L’alimentation est un domaine vital, qui dépend du marché économique mondial, des politiques agricoles au niveau international, européen, national. Les villes et régions ont pourtant un rôle à jouer puisqu’elles gèrent la restauration collective, passent des commandes publiques, soutiennent des filières (agricole, agroalimentaire), sensibilisent les citoyens.

A la ville de Lille, les élus EELV portent des délégations qui – indirectement – peuvent peser sur le sujet, via la petite enfance (Lise Daleux), le commerce équitable et l’économie sociale et solidaire (Christiane Bouchart), la consommation durable (Vinciane Faber). C’est une élue socialiste, Marielle Rengot qui suit le dossier de la restauration scolaire.

En outre, depuis 2010, Jean Louis Robillard porte à la région Nord Pas de Calais les politiques de l’alimentation, de la régionalisation de l’agriculture et de la ruralité.
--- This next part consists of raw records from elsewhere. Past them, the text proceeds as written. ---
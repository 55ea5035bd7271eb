//! Scenario 1 and scenario 6 from spec §8: task create/start transitions and
//! the backlog close/reopen archive round-trip.

use kingdom::layout::Layout;
use kingdom::tasks::{TaskHome, TaskStatus, TaskStore};
use tempfile::tempdir;

#[test]
fn create_then_start_moves_task_to_in_progress() {
    let tmp = tempdir().unwrap();
    let layout = Layout::new(tmp.path());
    let store = TaskStore::new(&layout);

    let task = store
        .create(TaskHome::Branch("feat-retry".into()), "Add retry", "", "feature", "medium", None, None)
        .unwrap();
    assert_eq!(task.status(), TaskStatus::Open);

    let path = layout.ticket_path("feat-retry", task.id());
    assert!(path.exists());

    let (home, started) = store
        .transition(TaskHome::Branch("feat-retry".into()), task.id(), TaskStatus::InProgress, Some("started by king"))
        .unwrap();
    assert_eq!(home, TaskHome::Branch("feat-retry".into()));
    assert_eq!(started.status(), TaskStatus::InProgress);
}

#[test]
fn backlog_task_round_trips_through_archive_on_close_and_reopen() {
    let tmp = tempdir().unwrap();
    let layout = Layout::new(tmp.path());
    let store = TaskStore::new(&layout);

    let task = store.create(TaskHome::Backlog, "Triage crash reports", "", "bug", "high", None, None).unwrap();
    let id = task.id().to_string();
    assert!(layout.backlog_ticket_path(&id).exists());

    // open -> in_progress -> closed: lands in the archive mirror.
    let (home, _) = store.transition(TaskHome::Backlog, &id, TaskStatus::InProgress, None).unwrap();
    let (home, closed) = store.transition(home, &id, TaskStatus::Closed, Some("fixed")).unwrap();
    assert_eq!(home, TaskHome::ArchiveBacklog);
    assert_eq!(closed.status(), TaskStatus::Closed);
    assert!(layout.archive_backlog_ticket_path(&id).exists());
    assert!(!layout.backlog_ticket_path(&id).exists());

    // reopen: back to the live backlog.
    let (home, reopened) = store.transition(home, &id, TaskStatus::Open, Some("reopened")).unwrap();
    assert_eq!(home, TaskHome::Backlog);
    assert_eq!(reopened.status(), TaskStatus::Open);
    assert!(layout.backlog_ticket_path(&id).exists());
    assert!(!layout.archive_backlog_ticket_path(&id).exists());
}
Un des leviers majeurs pour répondre aux enjeux cités est le développement du bio

Ce label très identifié apporte des garanties sur le respect de l’environnement, sur une qualité certaine. De plus, le soutien aux filières bio induit des effets divers pour les agriculteurs comme pour la population : moindre dépendance envers les grandes firmes chimiques et de semences, relocalisation de la main d’oeuvre, changement des circuits de distribution, préservation de la ressource en eau (et notamment des champs captants), lutte contre la pollution, protection de l’environnement, etc.

Le contexte global en quelques chiffres

  • En France, le marché de l’alimentation bio a atteint 2% du marché alimentaire total (contre 1,1% en 2005). Il s’est élevé à 3,5 milliards d’euros en intégrant les achats par la restauration collective.
  • Avec les lois Grenelle, la France affirme vouloir combler le retard de la filière sur le territoire :

> Fin 2010 le bio représentait 3,09% des surfaces agricoles.[1]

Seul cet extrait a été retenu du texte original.